Arterial spin labelled cardiac magnetic resonance (ASL-CMR) imaging is a non-contrast myocardial perfusion (MP) imaging technique which can detect clinically relevant changes in MP under vasodilatory stress. Existing ASL-CMR techniques have limited spatial coverage because they cannot acquire multiple slices during the limited duration of pharmacologically induced peak stress (~3-4 min). In this work, we demonstrate the feasibility of a using carefully designed single shot echo planar imaging sequence for multi slice ASL-CMR at 3T.

Introduction

Arterial spin labeled cardiac magnetic resonance imaging (ASL-CMR) is a non-contrast myocardial perfusion (MP) imaging technique that can be used for diagnosis of coronary artery disease (CAD)1. CAD can be detected based on reduced perfusion during pharmacological vasodilation, which is limited to 3-4 min in humans; the time it takes to acquire a single slice with existing techniques. To make ASL-CMR clinically feasible spatial coverage needs to be improved without increase in scan time.

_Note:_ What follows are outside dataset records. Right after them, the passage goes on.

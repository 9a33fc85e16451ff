//! Per-call solver configuration.

use serde::{Deserialize, Serialize};

/// Options passed explicitly into every [`solve`](crate::solver::solve) call.
#[derive(Debug, Clone, Copy, PartialEq, Eq, Serialize, Deserialize)]
#[serde(default)]
pub struct SolverConfig {
    /// Open an untouched board and guess when nothing is certain.
    /// When off, such calls report `Stuck` instead.
    pub guessing: bool,
    /// Run the suffocation tier.
    pub suffocation: bool,
    /// Run the per-digit mask enumeration tier.
    pub digit_combination: bool,
}

impl Default for SolverConfig {
    fn default() -> Self {
        Self {
            guessing: true,
            suffocation: true,
            digit_combination: true,
        }
    }
}

impl SolverConfig {
    /// Certain moves only.
    pub fn no_guess() -> Self {
        Self {
            guessing: false,
            ..Self::default()
        }
    }

    /// Skip the local tiers so every non-trivial deduction goes through the
    /// exhaustive grouping search.
    pub fn exhaustive_only(guessing: bool) -> Self {
        Self {
            guessing,
            suffocation: false,
            digit_combination: false,
        }
    }
}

Most existing ASL-CMR methods at 3T use balanced steady-state free precession (bSSFP) imaging which is not compatible with sequential or simultaneous multi-slice imaging due to a long imaging window or un-resolved artifacts that corrupt the ASL signal2,3, respectively. Alternatively, single shot echo planar imaging (SS-EPI) is a fast imaging technique that can reduce the imaging window from 200ms (imaging duration for bSSFP) to roughly 50ms and may enable sequential multi-slice ASL-CMR. EPI was the first imaging technique used for ASL-CMR at 1.5T4 and has recently been demonstrated for diffusion tensor imaging (DTI) at 3T5. In this study, we present a practical implementation of SS-EPI and demonstrate sequential multi-slice ASL with no increase in scan time.

Methods

Imaging: Double gated flow alternative inversion recovery (DG-FAIR) was performed in short-axis slices with both SS-EPI and bSSFP imaging6. Reduced FOV SS-EPI imaging was performed using a two-dimensional radio-frequency pulse (2DRF)7, shown in Figure 1, with acquisition parameters: FOV 28x14 cm, TE/TR 31.3 ms /55ms, flip angle 90º, matrix size 128x64, partial Fourier factor 5/8th, readout time= 25 ms, and velocity-cutoff systole: 25 cm/s and diastole: 15 cm/s8. bSSFP imaging was performed with the previously published acquisition parameters9.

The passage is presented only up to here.